CEO Tim Cook has signalled a willingness to break with the past. Paying out some of its massive cash hoard could be his next big move.


FORTUNE -- The liquid securities alone on Apple's balance sheet, roughly $98 billion, would make it the 43rd most valuable company in the world. Apple's cash would rank it just behind McDonalds, an astounding and bizarre statement in the annals of modern cash management. No company in its right mind would keep $100 billion lying around. But then,as I've been arguing frequently of late, Apple is no normal company. It does just about everything differently, including how it socks away its money.

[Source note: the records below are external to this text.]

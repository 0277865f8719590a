//! One worksheet row as a typed [`Contact`], parsed once at the store boundary.
//!
//! Cells are plain strings in the store. Parsing never fails: malformed
//! cursor cells become [`StepMarker::Unrecognized`] and unparseable dates
//! become `None`, so a single bad row can never stop a pass.

use std::fmt;

use chrono::{NaiveDate, NaiveDateTime};
use serde::Serialize;

use crate::{
  address::{normalize, normalize_email},
  sheet::{Column, RowRef},
};

/// Segment cell value of a contact that has not chosen a topic yet.
pub const PENDING_SEGMENT: &str = "Pending Segment Selection";

/// Cell format of `Next_Step_Date`.
pub const DATE_FORMAT: &str = "%Y-%m-%d";

/// Cell format of `Timestamp`.
pub const TIMESTAMP_FORMAT: &str = "%Y-%m-%d %H:%M:%S";

// ─── Segment ─────────────────────────────────────────────────────────────────

/// The segment cell, interpreted.
#[derive(Debug, Clone, PartialEq, Eq, Serialize)]
#[serde(tag = "state", content = "label", rename_all = "snake_case")]
pub enum SegmentState {
  /// Blank cell.
  Unset,
  /// The [`PENDING_SEGMENT`] sentinel, in any spacing or case.
  Pending,
  /// A chosen topic label, trimmed.
  Assigned(String),
}

impl SegmentState {
  pub fn parse(raw: &str) -> Self {
    let key = normalize(raw);
    if key.is_empty() {
      Self::Unset
    } else if key == normalize(PENDING_SEGMENT) {
      Self::Pending
    } else {
      Self::Assigned(raw.replace('\u{a0}', " ").trim().to_owned())
    }
  }

  pub fn is_pending(&self) -> bool { matches!(self, Self::Pending) }

  pub fn label(&self) -> Option<&str> {
    match self {
      Self::Assigned(label) => Some(label),
      _ => None,
    }
  }
}

// ─── Cursor ──────────────────────────────────────────────────────────────────

/// The `Last_Email_Sent` cell: how far through its sequence a contact is.
#[derive(Debug, Clone, PartialEq, Eq, Serialize)]
#[serde(tag = "kind", content = "value", rename_all = "snake_case")]
pub enum StepMarker {
  /// `Week N`: the first N steps have been sent.
  Week(u32),
  /// `CTA Loop`: the sequence is exhausted; the call-to-action recurs.
  CtaLoop,
  /// Anything else found in the cell.
  Unrecognized(String),
}

impl StepMarker {
  /// Parse a cell. A blank cell means no step has been sent.
  pub fn parse(raw: &str) -> Option<Self> {
    let key = normalize(raw);
    if key.is_empty() {
      return None;
    }
    if key == "cta loop" {
      return Some(Self::CtaLoop);
    }
    let parsed = key
      .strip_prefix("week")
      .map(str::trim)
      .and_then(|n| n.parse::<u32>().ok());
    Some(match parsed {
      Some(n) => Self::Week(n),
      None => Self::Unrecognized(raw.trim().to_owned()),
    })
  }
}

impl fmt::Display for StepMarker {
  fn fmt(&self, f: &mut fmt::Formatter<'_>) -> fmt::Result {
    match self {
      Self::Week(n) => write!(f, "Week {n}"),
      Self::CtaLoop => f.write_str("CTA Loop"),
      Self::Unrecognized(raw) => f.write_str(raw),
    }
  }
}

// ─── Contact ─────────────────────────────────────────────────────────────────

/// A typed view of one worksheet row.
#[derive(Debug, Clone, Serialize)]
pub struct Contact {
  /// Where this contact lives in the store.
  #[serde(skip)]
  pub row:            RowRef,
  pub name:           String,
  /// Normalised; empty if the cell was blank.
  pub email:          String,
  pub segment:        SegmentState,
  pub last_step:      Option<StepMarker>,
  pub next_send_date: Option<NaiveDate>,
  pub created_at:     Option<NaiveDateTime>,
  pub notes:          String,
}

impl Contact {
  /// Interpret the cells of the row at `row`.
  pub fn from_cells(row: RowRef, cells: &[String]) -> Self {
    let cell = |column: Column| cells.get(column.offset()).map(String::as_str).unwrap_or("");

    Self {
      row,
      name: cell(Column::Name).replace('\u{a0}', " ").trim().to_owned(),
      email: normalize_email(cell(Column::Email)),
      segment: SegmentState::parse(cell(Column::Segment)),
      last_step: StepMarker::parse(cell(Column::LastEmailSent)),
      next_send_date: parse_date(cell(Column::NextStepDate)),
      created_at: NaiveDateTime::parse_from_str(cell(Column::Timestamp).trim(), TIMESTAMP_FORMAT)
        .ok(),
      notes: cell(Column::Notes).to_owned(),
    }
  }

  /// Whether a send is due on `today`. Contacts with no date are never due.
  pub fn is_due(&self, today: NaiveDate) -> bool { self.next_send_date == Some(today) }
}

/// Parse a `Next_Step_Date` cell.
pub fn parse_date(raw: &str) -> Option<NaiveDate> {
  NaiveDate::parse_from_str(raw.trim(), DATE_FORMAT).ok()
}

/// Render a date for a `Next_Step_Date` cell.
pub fn format_date(date: NaiveDate) -> String { date.format(DATE_FORMAT).to_string() }

/// Render a timestamp for the `Timestamp` cell.
pub fn format_timestamp(at: NaiveDateTime) -> String { at.format(TIMESTAMP_FORMAT).to_string() }

// ─── NewContact ──────────────────────────────────────────────────────────────

/// Input for intake: a validated, not-yet-stored pending contact.
#[derive(Debug, Clone)]
pub struct NewContact {
  pub name:       String,
  pub email:      String,
  pub created_at: NaiveDateTime,
}

impl NewContact {
  /// Validate and normalise intake input.
  pub fn new(name: &str, email: &str, created_at: NaiveDateTime) -> crate::Result<Self> {
    let name = name.trim();
    if name.is_empty() {
      return Err(crate::Error::BlankName);
    }
    let email = normalize_email(email);
    if !crate::address::is_valid_email(&email) {
      return Err(crate::Error::InvalidEmail(email));
    }
    Ok(Self { name: name.to_owned(), email, created_at })
  }

  /// The full row, in column order.
  pub fn into_cells(self) -> Vec<String> {
    vec![
      self.name,
      self.email,
      PENDING_SEGMENT.to_owned(),
      String::new(),
      String::new(),
      format_timestamp(self.created_at),
      String::new(),
    ]
  }
}

#[cfg(test)]
mod tests {
  use super::*;

  fn cells(values: &[&str]) -> Vec<String> { values.iter().map(|s| s.to_string()).collect() }

  #[test]
  fn parses_a_full_row() {
    let row = RowRef::for_record(0);
    let c = Contact::from_cells(
      row,
      &cells(&[
        " Alice ",
        " Alice@Example.com ",
        "Credit Building",
        "Week 2",
        "2024-05-01",
        "2024-04-17 09:30:00",
        "vip",
      ]),
    );
    assert_eq!(c.row, row);
    assert_eq!(c.name, "Alice");
    assert_eq!(c.email, "alice@example.com");
    assert_eq!(c.segment, SegmentState::Assigned("Credit Building".into()));
    assert_eq!(c.last_step, Some(StepMarker::Week(2)));
    assert_eq!(c.next_send_date, NaiveDate::from_ymd_opt(2024, 5, 1));
    assert!(c.created_at.is_some());
    assert_eq!(c.notes, "vip");
  }

  #[test]
  fn short_rows_read_as_blank() {
    let c = Contact::from_cells(RowRef::for_record(3), &cells(&["Bob", "bob@example.com"]));
    assert_eq!(c.segment, SegmentState::Unset);
    assert_eq!(c.last_step, None);
    assert_eq!(c.next_send_date, None);
    assert_eq!(c.created_at, None);
  }

  #[test]
  fn pending_sentinel_matches_loosely() {
    assert_eq!(SegmentState::parse("Pending Segment Selection"), SegmentState::Pending);
    assert_eq!(SegmentState::parse("pending\u{a0}segment selection "), SegmentState::Pending);
    assert_eq!(SegmentState::parse("   "), SegmentState::Unset);
  }

  #[test]
  fn step_markers() {
    assert_eq!(StepMarker::parse(""), None);
    assert_eq!(StepMarker::parse("Week 3"), Some(StepMarker::Week(3)));
    assert_eq!(StepMarker::parse("week 10"), Some(StepMarker::Week(10)));
    assert_eq!(StepMarker::parse("CTA Loop"), Some(StepMarker::CtaLoop));
    assert_eq!(
      StepMarker::parse("Week three"),
      Some(StepMarker::Unrecognized("Week three".into()))
    );
    assert_eq!(StepMarker::Week(4).to_string(), "Week 4");
    assert_eq!(StepMarker::CtaLoop.to_string(), "CTA Loop");
  }

  #[test]
  fn malformed_date_is_never_due() {
    let c = Contact::from_cells(
      RowRef::for_record(0),
      &cells(&["A", "a@example.com", "X", "", "05/01/2024"]),
    );
    assert_eq!(c.next_send_date, None);
    assert!(!c.is_due(NaiveDate::from_ymd_opt(2024, 5, 1).unwrap()));
  }

  #[test]
  fn new_contact_validates() {
    let at = NaiveDate::from_ymd_opt(2024, 1, 2).unwrap().and_hms_opt(3, 4, 5).unwrap();
    assert!(matches!(NewContact::new("  ", "a@example.com", at), Err(crate::Error::BlankName)));
    assert!(matches!(NewContact::new("A", "nope", at), Err(crate::Error::InvalidEmail(_))));

    let cells = NewContact::new(" Ann ", " Ann@Example.com", at).unwrap().into_cells();
    assert_eq!(cells, vec![
      "Ann",
      "ann@example.com",
      PENDING_SEGMENT,
      "",
      "",
      "2024-01-02 03:04:05",
      "",
    ]);
  }
}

Apple's (AAPL) aversion to paying its cash, at least, may finally be coming to an end. A slim report issued last week by the wealth management group at UBS (UBS) contains a snippet that would be utterly unremarkable at any other company but is newsworthy for Apple. "We ... understand that management has been soliciting the opinions of large shareholders on the subject [of paying a dividend]," wrote UBS's Bob Faulkner. He went on to speculate that Apple would declare a dividend at its Feb. 23 annual meeting in Cupertino, Calif. 

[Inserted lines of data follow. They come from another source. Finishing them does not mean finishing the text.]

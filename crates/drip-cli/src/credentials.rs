//! Mail account credentials, from the config file or a base64 blob in the
//! environment.

use anyhow::{Context as _, bail};
use base64::{Engine as _, engine::general_purpose::STANDARD as B64};
use drip_campaign::smtp::{SmtpCredentials, SmtpSettings};

/// Environment variable holding `base64({"username": ..., "password": ...})`.
pub const CREDENTIALS_VAR: &str = "DRIP_MAIL_CREDENTIALS_BASE64";

/// Decode a credential blob.
pub fn decode(blob: &str) -> anyhow::Result<SmtpCredentials> {
  let json = B64
    .decode(blob.trim())
    .with_context(|| format!("{CREDENTIALS_VAR} is not valid base64"))?;
  serde_json::from_slice(&json)
    .with_context(|| format!("{CREDENTIALS_VAR} does not hold a username and password"))
}

/// Credentials from `[mail.credentials]`, falling back to the environment.
pub fn resolve(settings: &SmtpSettings) -> anyhow::Result<SmtpCredentials> {
  if let Some(credentials) = &settings.credentials {
    return Ok(credentials.clone());
  }
  match std::env::var(CREDENTIALS_VAR) {
    Ok(blob) => decode(&blob),
    Err(_) => bail!("no mail credentials: set [mail.credentials] or {CREDENTIALS_VAR}"),
  }
}
//! [`SqliteWorksheet`] — the SQLite implementation of [`Worksheet`].

use std::path::Path;

use drip_core::sheet::{COLUMN_COUNT, Column, RowRef, Worksheet};
use rusqlite::OptionalExtension as _;

use crate::{
  Error, Result,
  encode::{cell_column, header_cells, pad_cells},
  schema::SCHEMA,
};

// ─── Store ───────────────────────────────────────────────────────────────────

/// One named worksheet inside a SQLite file.
///
/// Several worksheets may share a file; each keeps its own header row and
/// row numbering. Cloning is cheap; the inner connection is
/// reference-counted.
#[derive(Clone)]
pub struct SqliteWorksheet {
  conn:      tokio_rusqlite::Connection,
  worksheet: String,
}

impl SqliteWorksheet {
  /// Open (or create) `worksheet` in the file at `path`.
  pub async fn open(path: impl AsRef<Path>, worksheet: impl Into<String>) -> Result<Self> {
    let conn = tokio_rusqlite::Connection::open(path).await?;
    let sheet = Self { conn, worksheet: worksheet.into() };
    sheet.init().await?;
    Ok(sheet)
  }

  /// Open an in-memory worksheet named `Sheet1`, for tests.
  pub async fn open_in_memory() -> Result<Self> {
    let conn = tokio_rusqlite::Connection::open_in_memory().await?;
    let sheet = Self { conn, worksheet: "Sheet1".to_owned() };
    sheet.init().await?;
    Ok(sheet)
  }

  pub fn name(&self) -> &str { &self.worksheet }

  /// Run the schema and write the header row if this worksheet is new.
  async fn init(&self) -> Result<()> {
    let worksheet = self.worksheet.clone();
    let header = header_cells();

    self
      .conn
      .call(move |conn| {
        conn.execute_batch(SCHEMA)?;
        conn.execute(
          "INSERT OR IGNORE INTO worksheet_rows
             (worksheet, row_number, c1, c2, c3, c4, c5, c6, c7)
           VALUES (?1, 1, ?2, ?3, ?4, ?5, ?6, ?7, ?8)",
          rusqlite::params![
            worksheet, header[0], header[1], header[2], header[3], header[4], header[5],
            header[6],
          ],
        )?;
        Ok(())
      })
      .await?;
    Ok(())
  }

  /// The header row as stored.
  pub async fn header(&self) -> Result<Vec<String>> {
    let worksheet = self.worksheet.clone();
    let header = self
      .conn
      .call(move |conn| {
        Ok(
          conn
            .query_row(
              "SELECT c1, c2, c3, c4, c5, c6, c7 FROM worksheet_rows
               WHERE worksheet = ?1 AND row_number = 1",
              rusqlite::params![worksheet],
              read_cells,
            )
            .optional()?,
        )
      })
      .await?;
    Ok(header.unwrap_or_default())
  }
}

fn read_cells(row: &rusqlite::Row<'_>) -> rusqlite::Result<Vec<String>> {
  (0..COLUMN_COUNT).map(|i| row.get::<_, String>(i)).collect()
}

// ─── Worksheet impl ──────────────────────────────────────────────────────────

impl Worksheet for SqliteWorksheet {
  type Error = Error;

  async fn records(&self) -> Result<Vec<Vec<String>>> {
    let worksheet = self.worksheet.clone();

    let rows = self
      .conn
      .call(move |conn| {
        let mut stmt = conn.prepare(
          "SELECT c1, c2, c3, c4, c5, c6, c7 FROM worksheet_rows
           WHERE worksheet = ?1 AND row_number > 1
           ORDER BY row_number",
        )?;
        let rows = stmt
          .query_map(rusqlite::params![worksheet], read_cells)?
          .collect::<rusqlite::Result<Vec<_>>>()?;
        Ok(rows)
      })
      .await?;

    Ok(rows)
  }

  async fn update_cell(&self, row: RowRef, column: Column, value: String) -> Result<()> {
    let worksheet = self.worksheet.clone();
    let row_number = row.get();
    let sql = format!(
      "UPDATE worksheet_rows SET {} = ?1 WHERE worksheet = ?2 AND row_number = ?3",
      cell_column(column)
    );

    let changed = self
      .conn
      .call(move |conn| Ok(conn.execute(&sql, rusqlite::params![value, worksheet, row_number])?))
      .await?;

    if changed == 0 {
      return Err(Error::RowNotFound { worksheet: self.worksheet.clone(), row });
    }
    Ok(())
  }

  async fn append_row(&self, cells: Vec<String>) -> Result<RowRef> {
    let cells = pad_cells(cells)?;
    let worksheet = self.worksheet.clone();

    let row_number: u32 = self
      .conn
      .call(move |conn| {
        let tx = conn.transaction()?;
        let last: u32 = tx.query_row(
          "SELECT COALESCE(MAX(row_number), 1) FROM worksheet_rows WHERE worksheet = ?1",
          rusqlite::params![worksheet],
          |r| r.get(0),
        )?;
        let next = last + 1;
        tx.execute(
          "INSERT INTO worksheet_rows
             (worksheet, row_number, c1, c2, c3, c4, c5, c6, c7)
           VALUES (?1, ?2, ?3, ?4, ?5, ?6, ?7, ?8, ?9)",
          rusqlite::params![
            worksheet, next, cells[0], cells[1], cells[2], cells[3], cells[4], cells[5],
            cells[6],
          ],
        )?;
        tx.commit()?;
        Ok(next)
      })
      .await?;

    Ok(RowRef::new(row_number)?)
  }
}
//! Kubectl wrapper utilities

use anyhow::{Context, Result, anyhow};
use semver::Version;
use serde::Deserialize;
use std::io::Write;
use std::path::Path;
use std::process::{Command, Stdio};

use crate::manifest::{Flavor, parse_kube_version};

fn kubectl(kubeconfig: Option<&Path>) -> Command {
    let mut cmd = Command::new("kubectl");

    if let Some(kc) = kubeconfig {
        cmd.env("KUBECONFIG", kc);
    }

    cmd
}

/// Run a kubectl command with optional kubeconfig
pub fn run_kubectl(args: &[&str], kubeconfig: Option<&Path>) -> Result<()> {
    tracing::debug!("kubectl {}", args.join(" "));

    let status = kubectl(kubeconfig)
        .args(args)
        .status()
        .context("Failed to run kubectl command")?;

    if !status.success() {
        return Err(anyhow!("kubectl command failed: {}", args.join(" ")));
    }

    Ok(())
}

/// Run kubectl and capture output
pub fn run_kubectl_output(args: &[&str], kubeconfig: Option<&Path>) -> Result<String> {
    tracing::debug!("kubectl {}", args.join(" "));

    let output = kubectl(kubeconfig)
        .args(args)
        .output()
        .context("Failed to run kubectl command")?;

    if !output.status.success() {
        let stderr = String::from_utf8_lossy(&output.stderr);
        return Err(anyhow!(
            "kubectl command failed: {}\n{}",
            args.join(" "),
            stderr
        ));
    }

    Ok(String::from_utf8(output.stdout)?)
}

/// Feed `yaml` to `kubectl <args> -f -`
fn pipe_yaml(args: &[&str], yaml: &str, kubeconfig: Option<&Path>) -> Result<()> {
    let verb = args.join(" ");
    tracing::debug!("kubectl {} -f - ({} bytes)", verb, yaml.len());

    let mut child = kubectl(kubeconfig)
        .args(args)
        .args(["-f", "-"])
        .stdin(Stdio::piped())
        .stdout(Stdio::inherit())
        .stderr(Stdio::inherit())
        .spawn()
        .with_context(|| format!("Failed to spawn kubectl {}", verb))?;

    if let Some(mut stdin) = child.stdin.take() {
        stdin
            .write_all(yaml.as_bytes())
            .context("Failed to write YAML to kubectl")?;
    }

    let status = child
        .wait()
        .with_context(|| format!("Failed to wait for kubectl {}", verb))?;

    if !status.success() {
        return Err(anyhow!("kubectl {} failed", verb));
    }

    Ok(())
}

/// Apply a YAML manifest from string
pub fn apply_yaml(yaml: &str, kubeconfig: Option<&Path>) -> Result<()> {
    pipe_yaml(&["apply"], yaml, kubeconfig)
}

/// Delete the objects of a YAML manifest, ignoring ones already gone
pub fn delete_yaml(yaml: &str, kubeconfig: Option<&Path>) -> Result<()> {
    pipe_yaml(&["delete", "--ignore-not-found"], yaml, kubeconfig)
}

/// Wait for a deployment or daemonset rollout to finish
pub fn wait_for_rollout(
    resource: &str,
    namespace: &str,
    timeout: &str,
    kubeconfig: Option<&Path>,
) -> Result<()> {
    let timeout = format!("--timeout={}", timeout);
    run_kubectl(
        &["rollout", "status", resource, "-n", namespace, &timeout],
        kubeconfig,
    )
}

#[derive(Debug, Deserialize)]
#[serde(rename_all = "camelCase")]
struct VersionInfo {
    git_version: String,
}

#[derive(Debug, Deserialize)]
#[serde(rename_all = "camelCase")]
struct VersionOutput {
    server_version: Option<VersionInfo>,
}

/// Extract the server version from `kubectl version -o json` output
pub fn parse_server_version(json: &str) -> Result<Version> {
    let output: VersionOutput =
        serde_json::from_str(json).context("Failed to parse kubectl version output")?;

    let server = output
        .server_version
        .ok_or_else(|| anyhow!("kubectl did not report a server version"))?;

    Ok(parse_kube_version(&server.git_version)?)
}

/// Kubernetes version of the current cluster
pub fn server_version(kubeconfig: Option<&Path>) -> Result<Version> {
    let json = run_kubectl_output(&["version", "-o", "json"], kubeconfig)?;
    parse_server_version(&json)
}

/// True when the `api-versions` listing includes the OpenShift security group
pub fn is_openshift(api_versions: &str) -> bool {
    api_versions
        .lines()
        .any(|line| line.trim().starts_with("security.openshift.io/"))
}

/// Flavor of the current cluster
pub fn detect_flavor(kubeconfig: Option<&Path>) -> Result<Flavor> {
    let api_versions = run_kubectl_output(&["api-versions"], kubeconfig)?;

    Ok(if is_openshift(&api_versions) {
        Flavor::OpenShift
    } else {
        Flavor::K8s
    })
}

#[cfg(test)]
mod tests {
    use super::*;

    #[test]
    fn test_parse_server_version() {
        let json = r#"{
  "clientVersion": {"major": "1", "minor": "19", "gitVersion": "v1.19.3"},
  "serverVersion": {"major": "1", "minor": "18+", "gitVersion": "v1.18.9-eks-d1db3c", "platform": "linux/amd64"}
}"#;
        let version = parse_server_version(json).unwrap();
        assert_eq!((version.major, version.minor, version.patch), (1, 18, 9));
    }

    #[test]
    fn test_parse_server_version_missing_server() {
        let json = r#"{"clientVersion": {"gitVersion": "v1.19.3"}}"#;
        let err = parse_server_version(json).unwrap_err();
        assert!(err.to_string().contains("server version"));
    }

    #[test]
    fn test_parse_server_version_bad_json() {
        assert!(parse_server_version("Client Version: v1.19.3").is_err());
    }

    #[test]
    fn test_is_openshift() {
        let openshift = "apps/v1\nroute.openshift.io/v1\nsecurity.openshift.io/v1\nv1\n";
        assert!(is_openshift(openshift));

        let k8s = "apps/v1\nrbac.authorization.k8s.io/v1\nstorage.k8s.io/v1\nv1\n";
        assert!(!is_openshift(k8s));
    }
}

What's startling about this tidbit from Faulkner, who declined to comment further, is the notion of Apple soliciting anyone's opinion on anything, let alone the opinion of its investors. Apple has treated investors with about the same level of disdain it reserves for the press over the years. It is stingy with its time with shareholders and relatively uninterested, at least historically, with what investors think Apple should do with their money. In a way, it's a comically pure and admirable perspective. Apple thinks it knows better than someone on Wall Street how to spend Apple's money. And despite the howling from investors that Apple should give back some cash, it's hard to suggest Apple has been a poor steward of investor wealth.

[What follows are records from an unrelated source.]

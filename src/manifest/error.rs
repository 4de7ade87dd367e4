//! Errors raised around manifest rendering
//!
//! Rendering itself never fails. These cover parsing user-provided
//! parameters and checking rendered output.

use thiserror::Error;

#[derive(Error, Debug)]
pub enum ManifestError {
    #[error("unknown orchestrator flavor '{0}' (expected 'k8s' or 'openshift')")]
    UnknownFlavor(String),

    #[error("invalid Kubernetes version '{input}': {reason}")]
    InvalidVersion { input: String, reason: String },

    #[error("document {document} is not valid YAML: {source}")]
    InvalidYaml {
        document: usize,
        #[source]
        source: serde_yaml::Error,
    },

    #[error("YAML stream contains no documents")]
    EmptyStream,
}

pub type Result<T> = std::result::Result<T, ManifestError>;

And yet, what's becoming increasingly clear is that Apple has a success problem on its hands: It has run out of ways to responsibly spend its profits. It has never done what any other big company would view as a major acquisition. Silicon Valley investment bankers desperately would like to see Apple acquire Twitter, for example. But this would be so contrary to the Apple acquisition mindset that it's hard to imagine. 

Apple CEO Tim Cook has taken the last half a year to begin to signal a willingness to reverse course on the dividend policy. Steve Jobs was famously paranoid about cash, having survived the experience of Apple nearly running out of money in 1997, when he returned to the company. Cook knows that insolvency isn't possible. So now Apple faces the same conundrum as Microsoft (MSFT) has faced, even as Apple continues to experience torrid growth. (Microsoft has dividended billions of dollars to shareholders in recent years.) Shortly after becoming CEO Cook said he wasn't "religious" about cash management. More recently he said Apple's management was "actively discussing" what to do about the cash. 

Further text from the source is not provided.